Bereits Anfang des Jahres habe ich einen hüftkniehohen Bücherstapel unters Lesevolk gebracht. Was mich durchaus überrascht ist, wie leicht ich mich mittlerweile von Büchern trennen kann, was ich vor ein paar Jahren noch für unmöglich gehalten hätte. Nachdem mir die offenen Bücherschränke mittlerweile ans Herz gewachsen sind, habe ich erneut für Nachschub zu deren Befüllung gesorgt. Darunter befanden sich nicht nur Bücher, die ich selbst von dort mitgenommen und gelesen habe, sondern auch etliche die vom Flohmarkt stammen oder solche, die ich gewonnen habe und die nun andere Lesewütige erfreuen sollen. Bei den Zeitschriften handelte es sich übrigens um ein Universum Jahresabo, das ich im Vorjahr gewonnen habe. Das Prinzip des Teilens hat sich gerade beim Lesen für mich etabliert und ich werde es auf jeden Fall auch nach Abschluss des Projekts beibehalten.
Lesezeugs 39 Teile

August/September - 116 Teile

Beim letzten Mal fiel meine Ausbeute doch etwas spärlich aus, was ich jedoch in den letzten beiden Monaten ausgleichen konnte. Kurz und gut, der jetzige Stand beträgt 337 Teile und dies wiederum bedeutet, dass sich der Endspurt doch weniger anstrengend als befürchtet präsentiert. Schwierig waren die Entscheidungen, was gehen sollte und was bleiben darf, nicht wirklich. Wo eine Wille und so. Im Grunde wird mir von Mal zu Mal bewusster, wie sehr Scheuklappen und eine gewisse Faulheit mich vor diesem Projekt davon abgehalten haben, endlich aktiv(er) zu werden und konkrete sowie konsequente Entscheidungen zu treffen.

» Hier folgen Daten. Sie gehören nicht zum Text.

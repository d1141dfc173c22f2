//! Configuration loading and management.

use std::fmt::Write;
use std::path::{Path, PathBuf};

use chrono::NaiveDate;
use figment::Figment;
use figment::providers::{Env, Format, Serialized, Toml};
use serde::{Deserialize, Serialize};
use thiserror::Error;
use wh_core::{ClassificationRule, ClassificationTable, ReportSettings, ValidationError};

/// Errors from validating a loaded configuration.
#[derive(Debug, Error)]
pub enum ConfigError {
    #[error(transparent)]
    Invalid(#[from] ValidationError),

    /// The date format contains a malformed specifier or one a date cannot fill.
    #[error("invalid date format: {0:?}")]
    DateFormat(String),
}

/// Application configuration.
#[derive(Debug, Clone, Serialize, Deserialize)]
pub struct Config {
    /// How many days of event history to report on, including today.
    pub history_days: u32,
    /// Nominal working hours per day; the flex-time baseline.
    pub working_hours_per_day: f64,
    /// Hours subtracted from each day's uptime.
    pub lunch_break_hours: f64,
    /// Rounding denominator for booked hours (4 = quarter hours).
    pub precision: u32,
    /// `strftime` format for the date column.
    pub date_format: String,
    /// JSON lines file of raw power events; `-` reads stdin.
    pub events_path: PathBuf,
    /// Extra classification rules, applied on top of the built-in table.
    #[serde(default)]
    pub rules: Vec<ClassificationRule>,
}

impl Default for Config {
    fn default() -> Self {
        let data_dir = dirs_data_path().unwrap_or_else(|| PathBuf::from("."));
        Self {
            history_days: 14,
            working_hours_per_day: 8.0,
            lunch_break_hours: 1.0,
            precision: 4,
            date_format: "%a %d.%m.%Y".to_string(),
            events_path: data_dir.join("events.jsonl"),
            rules: Vec::new(),
        }
    }
}

impl Config {
    /// Loads configuration, optionally from a specific file.
    #[expect(
        clippy::result_large_err,
        reason = "figment::Error is large but only returned at startup"
    )]
    pub fn load_from(config_path: Option<&Path>) -> Result<Self, figment::Error> {
        let mut figment = Figment::from(Serialized::defaults(Self::default()));

        // Load from default config location
        if let Some(config_dir) = dirs_config_path() {
            figment = figment.merge(Toml::file(config_dir.join("config.toml")));
        }

        // Load from specified config file
        if let Some(path) = config_path {
            figment = figment.merge(Toml::file(path));
        }

        // Load from environment variables (WH_*)
        figment = figment.merge(Env::prefixed("WH_"));

        figment.extract()
    }

    /// Checks all ranges and returns the settings the aggregator needs.
    pub fn validate(&self) -> Result<ReportSettings, ConfigError> {
        wh_core::check_history_days(self.history_days)?;
        check_date_format(&self.date_format)?;
        Ok(ReportSettings::new(
            self.lunch_break_hours,
            self.working_hours_per_day,
            self.precision,
        )?)
    }

    /// The built-in classification table extended with configured rules.
    pub fn classification_table(&self) -> ClassificationTable {
        ClassificationTable::default().with_rules(self.rules.iter().cloned())
    }
}

/// Renders a sample date, which fails for unknown specifiers and for time or
/// offset fields such as `%H` or `%z`.
fn check_date_format(format: &str) -> Result<(), ConfigError> {
    let mut sample = String::new();
    write!(sample, "{}", NaiveDate::default().format(format))
        .map_err(|_| ConfigError::DateFormat(format.to_string()))
}

/// Returns the platform-specific config directory for wh.
fn dirs_config_path() -> Option<PathBuf> {
    dirs::config_dir().map(|p| p.join("wh"))
}

/// Returns the platform-specific data directory for wh.
///
/// On Linux: `~/.local/share/wh`
pub fn dirs_data_path() -> Option<PathBuf> {
    dirs::data_dir().map(|p| p.join("wh"))
}

#[cfg(test)]
mod tests {
    use std::io::Write;

    use wh_core::EventKind;

    use super::*;

    #[test]
    fn test_dirs_data_path_ends_with_wh() {
        let path = dirs_data_path().unwrap();
        assert_eq!(path.file_name().unwrap(), "wh");
    }

    #[test]
    fn test_default_config_uses_data_dir_for_events() {
        let config = Config::default();
        let data_dir = dirs_data_path().unwrap();
        assert_eq!(config.events_path, data_dir.join("events.jsonl"));
    }

    #[test]
    fn test_default_config_is_valid() {
        let settings = Config::default().validate().unwrap();
        assert_eq!(settings, ReportSettings::default());
    }

    #[test]
    fn test_load_from_file_overrides_defaults() {
        let mut file = tempfile::NamedTempFile::new().unwrap();
        writeln!(
            file,
            r#"
history_days = 30
working_hours_per_day = 7.5
precision = 1

[[rules]]
provider = "systemd-logind"
id = 7
kind = "stop"
"#
        )
        .unwrap();

        let config = Config::load_from(Some(file.path())).unwrap();

        assert_eq!(config.history_days, 30);
        assert!((config.working_hours_per_day - 7.5).abs() < f64::EPSILON);
        assert_eq!(config.precision, 1);
        assert!((config.lunch_break_hours - 1.0).abs() < f64::EPSILON);
        assert_eq!(
            config.rules,
            vec![ClassificationRule::new("systemd-logind", 7, EventKind::Stop)]
        );
        assert_eq!(config.classification_table().len(), 5);
    }

    #[test]
    fn test_validate_rejects_zero_history() {
        let config = Config {
            history_days: 0,
            ..Config::default()
        };
        let err = config.validate().unwrap_err();
        assert!(matches!(
            err,
            ConfigError::Invalid(ValidationError::EmptyHistory)
        ));
    }

    #[test]
    fn test_validate_rejects_out_of_range_hours() {
        let config = Config {
            lunch_break_hours: 25.0,
            ..Config::default()
        };
        assert!(config.validate().is_err());
    }

    #[test]
    fn test_validate_rejects_bad_date_format() {
        let config = Config {
            date_format: "%Q".to_string(),
            ..Config::default()
        };
        let err = config.validate().unwrap_err();
        assert_eq!(err.to_string(), r#"invalid date format: "%Q""#);
    }

    #[test]
    fn test_validate_rejects_time_specifier() {
        for format in ["%d.%m %H:%M", "%Y-%m-%d %z"] {
            let config = Config {
                date_format: format.to_string(),
                ..Config::default()
            };
            let err = config.validate().unwrap_err();
            assert!(
                matches!(&err, ConfigError::DateFormat(f) if f == format),
                "{format} should be rejected, got {err:?}"
            );
        }
    }

    #[test]
    fn test_validate_accepts_date_only_specifiers() {
        let config = Config {
            date_format: "%A %e %B %Y (week %V)".to_string(),
            ..Config::default()
        };
        assert!(config.validate().is_ok());
    }
}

Hätte ich noch mehr ausmisten können? So erstaunlich das in Anbetracht der obigen Liste klingen mag, lautet die Antwort darauf ja. Es gibt noch zwei vollgestopfte Fächer in einem Küchenschrank, denen ich mich aus zeitlichen Gründen noch nicht widmen konnte, plus ein paar Schachteln mit alten Gerätschaften, die im Keller zwischengelagert sind. Was habe ich mit dem ganzen Zeug getan? Das aussortierte Küchenzeug wurde entsorgt, während der Lesestoff allesamt in einem der örtlichen offenen Bücherschränke deponiert wurde.

Wie ist es um dein Kücheninventar bestellt? Besitzt du ebenfalls einen blinden Fleck, was angeschlagene Teller oder kaputte Töpfe betrifft?